I guess I was defining congestion in the context of an urban area.

The UK experience is if you build a road, it fills up-- it creates its own demand.

Similarly if you expand an urban area, you create flows of traffic to and from that new subdivision, leading to total traffic flow (on existing roads) than was there before-- households in the new subdivision want to work, shop and play in other places besides the new subdivision, and that creates traffic.

Jane Jacobs pointed out the reverse case very well: close a road, and a significant fraction on the traffic in question disappears (I think this happened on the West Side Highway in New York).

I think this all stems from the unique nature of car travel-- it takes up a lot of road space, but doesn't move many people (at 1.1 people per car which I think is the worldwide developed country average).

It's sprawl that creates traffic, rather than density per se.  What happens with density is people make shorter trips and fewer trips by car.

Since people like to live further apart, that seems to be human nature, the trick is to balance the two.

The other thing about car journeys that I recall, and I don't have the exact number to hand, is that something like 90% of car journeys are less than 5 miles ie in a place like the UK, easily doable by bicycle.

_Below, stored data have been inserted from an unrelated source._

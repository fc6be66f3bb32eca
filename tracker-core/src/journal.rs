use log::{info, warn};
use std::collections::BTreeMap;
use std::fs::{self, File};
use std::io::Write;
use std::path::PathBuf;

use crate::Result;

const JOURNAL_FILE_NAME: &str = "timestamps.json";

/// Append-only ledger of first-kill timestamps, keyed by character and
/// event ID.
///
/// The first write for a `(character, event)` pair wins; later writes are
/// no-ops, so re-scans and repeated monitoring cycles cannot move a recorded
/// kill time. Every insert rewrites the whole file (the dataset is tens to
/// low hundreds of entries).
pub struct KillJournal {
    path: PathBuf,
    timestamps: BTreeMap<String, BTreeMap<String, u32>>,
}

impl KillJournal {
    /// Default journal location under the user's home directory.
    pub fn default_path() -> Option<PathBuf> {
        let mut base = dirs::home_dir()?;
        base.push(".save-tracker");
        base.push(JOURNAL_FILE_NAME);
        Some(base)
    }

    /// Opens a journal at `path`, loading existing records. A missing or
    /// unreadable file starts an empty ledger rather than failing.
    pub fn open(path: PathBuf) -> Self {
        let timestamps = match fs::read_to_string(&path) {
            Ok(text) => match serde_json::from_str(&text) {
                Ok(map) => map,
                Err(e) => {
                    warn!("ignoring corrupt journal at {:?}: {}", path, e);
                    BTreeMap::new()
                }
            },
            Err(_) => BTreeMap::new(),
        };
        KillJournal { path, timestamps }
    }

    pub fn path(&self) -> &PathBuf {
        &self.path
    }

    /// Records the play-time of a first kill. Existing records are never
    /// overwritten; only a fresh insert persists the ledger.
    pub fn add_timestamp(
        &mut self,
        character_id: &str,
        event_id: u32,
        play_seconds: u32,
    ) -> Result<()> {
        let per_character = self.timestamps.entry(character_id.to_string()).or_default();
        let key = event_id.to_string();
        if per_character.contains_key(&key) {
            return Ok(());
        }

        info!(
            "recording kill for event {} at {}s for character '{}'",
            event_id, play_seconds, character_id
        );
        per_character.insert(key, play_seconds);
        self.save()
    }

    pub fn get_timestamps_for_character(&self, character_id: &str) -> BTreeMap<u32, u32> {
        self.timestamps
            .get(character_id)
            .map(|per_character| {
                per_character
                    .iter()
                    .filter_map(|(id, &seconds)| id.parse().ok().map(|id| (id, seconds)))
                    .collect()
            })
            .unwrap_or_default()
    }

    // Whole-file rewrite through a temp file so a crash mid-write leaves
    // either the old ledger or the new one, never a torn file.
    fn save(&self) -> Result<()> {
        if let Some(parent) = self.path.parent() {
            fs::create_dir_all(parent)?;
        }

        let temp_path = self.path.with_extension("tmp");
        let mut file = File::create(&temp_path)?;
        file.write_all(serde_json::to_string_pretty(&self.timestamps)?.as_bytes())?;
        file.sync_all()?;
        fs::rename(&temp_path, &self.path)?;
        Ok(())
    }
}
use log::{debug, info, warn};
use std::path::PathBuf;
use std::sync::mpsc;
use std::thread;
use std::time::Duration;
use sysinfo::System;

use crate::handler::SaveHandler;
use crate::save_file::FullStatus;

pub const DEFAULT_MONITOR_INTERVAL: Duration = Duration::from_secs(5);
pub const DEFAULT_PROCESS_NAME: &str = "eldenring.exe";

#[derive(Debug, Clone)]
pub struct MonitorConfig {
    /// Tick interval; ticks never overlap (single worker thread).
    pub interval: Duration,
    /// Game process name watched for liveness edges.
    pub process_name: String,
}

impl Default for MonitorConfig {
    fn default() -> Self {
        MonitorConfig {
            interval: DEFAULT_MONITOR_INTERVAL,
            process_name: DEFAULT_PROCESS_NAME.to_string(),
        }
    }
}

/// Events published by the monitor over the consumer-supplied channel.
#[derive(Debug, Clone, PartialEq)]
pub enum MonitorEvent {
    Started {
        character_name: String,
        interval: Duration,
    },
    Stopped,
    /// Game process liveness changed (edge, not level).
    ProcessStatus(bool),
    /// One flag flipped false -> true between consecutive snapshots.
    BossDefeated { event_id: u32, play_seconds: u32 },
    /// The snapshot changed in any way; sent after the per-flag events.
    SnapshotUpdated(FullStatus),
}

enum Control {
    Start {
        save_path: PathBuf,
        slot_index: u8,
        character_name: String,
    },
    Stop,
    Shutdown,
}

/// Event IDs whose flag is true in `new` but false or absent in `old`.
///
/// A `None` old snapshot is the session's first read: flags already set are
/// prior history, not transitions.
pub fn newly_defeated(old: Option<&FullStatus>, new: &FullStatus) -> Vec<u32> {
    let Some(old) = old else {
        return Vec::new();
    };

    new.boss_statuses
        .iter()
        .filter(|(id, &defeated)| {
            defeated && !old.boss_statuses.get(id.as_str()).copied().unwrap_or(false)
        })
        .filter_map(|(id, _)| id.parse().ok())
        .collect()
}

struct Session {
    save_path: PathBuf,
    slot_index: u8,
}

struct MonitorWorker {
    handler: Box<dyn SaveHandler>,
    event_ids: Vec<u32>,
    events: mpsc::Sender<MonitorEvent>,
    config: MonitorConfig,
    session: Option<Session>,
    last_snapshot: Option<FullStatus>,
    game_running: bool,
    system: System,
}

impl MonitorWorker {
    fn run(mut self, control: mpsc::Receiver<Control>) {
        loop {
            match control.recv_timeout(self.config.interval) {
                Ok(Control::Start {
                    save_path,
                    slot_index,
                    character_name,
                }) => {
                    self.end_session();
                    info!(
                        "monitoring slot {} of {:?} every {:?}",
                        slot_index, save_path, self.config.interval
                    );
                    self.session = Some(Session {
                        save_path,
                        slot_index,
                    });
                    self.last_snapshot = None;
                    let _ = self.events.send(MonitorEvent::Started {
                        character_name,
                        interval: self.config.interval,
                    });
                    // First check right away rather than one interval later.
                    self.tick();
                }
                Ok(Control::Stop) => self.end_session(),
                Ok(Control::Shutdown) | Err(mpsc::RecvTimeoutError::Disconnected) => break,
                Err(mpsc::RecvTimeoutError::Timeout) => self.tick(),
            }
        }
    }

    fn end_session(&mut self) {
        if self.session.take().is_some() {
            self.last_snapshot = None;
            info!("monitoring stopped");
            let _ = self.events.send(MonitorEvent::Stopped);
        }
    }

    fn tick(&mut self) {
        let running = self.is_game_running();
        if running != self.game_running {
            debug!("game process running: {}", running);
            self.game_running = running;
            let _ = self.events.send(MonitorEvent::ProcessStatus(running));
        }

        let Some(session) = &self.session else {
            return;
        };
        if self.event_ids.is_empty() {
            return;
        }

        let new_snapshot = match self.handler.get_full_status(
            &session.save_path,
            session.slot_index,
            &self.event_ids,
        ) {
            Ok(status) => status,
            Err(e) => {
                // Transient by policy: the game may be mid-write. Keep the
                // previous snapshot and try again next tick.
                warn!("monitoring read failed: {}", e);
                return;
            }
        };

        if self.last_snapshot.as_ref() == Some(&new_snapshot) {
            return;
        }

        let play_seconds = new_snapshot.stats.seconds_played;
        for event_id in newly_defeated(self.last_snapshot.as_ref(), &new_snapshot) {
            let _ = self.events.send(MonitorEvent::BossDefeated {
                event_id,
                play_seconds,
            });
        }

        let _ = self
            .events
            .send(MonitorEvent::SnapshotUpdated(new_snapshot.clone()));
        self.last_snapshot = Some(new_snapshot);
    }

    fn is_game_running(&mut self) -> bool {
        self.system.refresh_processes();
        let target = self.config.process_name.to_ascii_lowercase();
        self.system
            .processes()
            .values()
            .any(|process| process.name().to_ascii_lowercase() == target)
    }
}

/// Polls the save file on a fixed interval from a dedicated thread and
/// publishes `MonitorEvent`s.
///
/// Only one slot is monitored at a time; `start` during an active session
/// stops it first. `stop` clears the session but keeps the thread ticking
/// for process-liveness edges; dropping the monitor shuts the thread down.
pub struct SaveMonitor {
    control: mpsc::Sender<Control>,
    worker: Option<thread::JoinHandle<()>>,
}

impl SaveMonitor {
    pub fn spawn(
        handler: Box<dyn SaveHandler>,
        event_ids: Vec<u32>,
        events: mpsc::Sender<MonitorEvent>,
        config: MonitorConfig,
    ) -> Self {
        let (control_tx, control_rx) = mpsc::channel();
        let worker = MonitorWorker {
            handler,
            event_ids,
            events,
            config,
            session: None,
            last_snapshot: None,
            game_running: false,
            system: System::new(),
        };
        let handle = thread::spawn(move || worker.run(control_rx));
        SaveMonitor {
            control: control_tx,
            worker: Some(handle),
        }
    }

    pub fn start(&self, save_path: PathBuf, slot_index: u8, character_name: String) {
        let _ = self.control.send(Control::Start {
            save_path,
            slot_index,
            character_name,
        });
    }

    pub fn stop(&self) {
        let _ = self.control.send(Control::Stop);
    }
}

impl Drop for SaveMonitor {
    fn drop(&mut self) {
        let _ = self.control.send(Control::Shutdown);
        if let Some(handle) = self.worker.take() {
            let _ = handle.join();
        }
    }
}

I don't know what the comparable US statistic is.

The countries that have tackled traffic congestion (Netherlands, Denmark) have done so by restricting traffic in favour of pedestrians, and aggressively encouraging bicycles.

"It's sprawl that creates traffic, rather than density per se.  What happens with density is people make shorter trips and fewer trips by car."
There you go. That's the more correct version of your statement, with "congestion" replaced by "traffic". Because "traffic" does have the implication of vehicle-miles-travelled, whereas congestion implies travel that is slower than some theoretical maximum.